Prokaryotic degradation of high molecular weight dissolved organic matter in the deep-sea waters of NW Mediterranean Sea under in situ temperature and pressure conditions during contrasted hydrological conditions
Christian Tamburini1, Mehdi Boutrif1, Marc Garel1, Richard Sempéré2, Daniel Repeta3, Bruno Charriere1,4, David Nerini1 and Christos Panagiotopoulos1, (1)Aix Marseille Université, CNRS/INSU,IRD, Mediterranean Institute of Oceanography (MIO), UM 110, 13288, Marseille, France, (2)Aix-Marseille Univ., Université de Toulon, CNRS, IRD, Mediterranean Institute of Oceanography (MIO) UMR 7294, Marseille, France, (3)Woods Hole Oceanographic Institution, Department of Marine Chemistry and Geochemistry, Woods Hole, MA, United States, (4)CEFREM Centre de Formation et de Recherche sur les Environnements Méditerranéens, Perpignan Cedex, France
Abstract:
The contribution of the semi-labile dissolved organic carbon (DOC) to the global prokaryotic production has been assessed in very few previous studies. Some experiments show rapid utilization of semi-reactive DOC by prokaryotes, while other experiments show almost no utilization at all. However, all these studies did not take into account the role of hydrostatic pressure for the degradation of organic matter. In this study, we investigate (1) the degradation of "natural" high molecular weight DOM HMW-DOM (obtained after ultrafiltration) and (2) the uptake of labeled extracellular polymeric substances (3H-EPS) incubated with deep-sea water samples (2000 m-depth, NW Mediterranean Sea) under
in situ pressure conditions (HP) and under atmospheric compression after decompression of the deep samples (ATM) during stratified and mixed water conditions (deep sea convection).
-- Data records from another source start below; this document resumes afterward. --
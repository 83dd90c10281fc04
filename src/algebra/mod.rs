//! The algebra tree ("ABT"): expressions, plan nodes, and the derived
//! variable environment.
//!
//! # Overview
//!
//! The algebra is a closed tagged union over two families:
//!
//! - **Expressions** ([`Expr`]): constants, variables, function calls,
//!   and the composable path sub-language with its evaluation wrappers.
//! - **Plan nodes** ([`PlanNode`]): physical operators from scans
//!   through joins, grouping, set operations, and spools.
//!
//! Every pass over the tree matches exhaustively, so adding a node kind
//! forces each of path lowering, expression lowering, and node lowering
//! to handle it.

mod env;
mod expr;
mod node;
mod value;

pub use env::VariableEnvironment;
pub use expr::{Expr, FieldName, Operator, ProjectionName};
pub use node::{
    BoundRequirement, CompoundInterval, FieldProjectionMap, GroupByNode, GroupMode, IndexScanNode,
    Interval, JoinType, NodeId, NodeIdGenerator, PhysicalScanNode, PlanNode, PlanNodeKind,
    SeekNode, SortDirection, SpoolConsumerMode, SpoolProducerMode, UnwindNode,
};
pub use value::Value;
Our results indicated that during HP incubations DOC exhibited the highest degradation rates (kHP DOC = 0.82 d-1) compared to the ATM conditions were no or few degradation was observed (kATM DOC= 0.007 d-1). An opposite trend was observed for the HP incubations from mixed deep water masses. HP incubation measurements displayed the lowest DOC degradation (kHP DOC=0.031 d-1) compared to the ATM conditions (kATM DOC=0.62 d-1). These results imply the presence of allochthonous prokaryotic cells in deep-sea samples after a winter water mass convection.
Same trends were found using 3H-EPS uptake rates which were higher at HP than at ATM conditions during stratified period conditions whereas the opposite patterns were observed during deep-sea convection event. Moreover, we found than Euryarchaea were the main contributors to 3H-EPS assimilation at 2000m-depth, representing 58% of the total cells actively assimilating 3H-EPS.
This study demonstrates that remineralization rates of semi-labile DOC in deep NW Med. Sea are controlled by the prokaryotic communities, which are influenced by the hydrological conditions of the water column.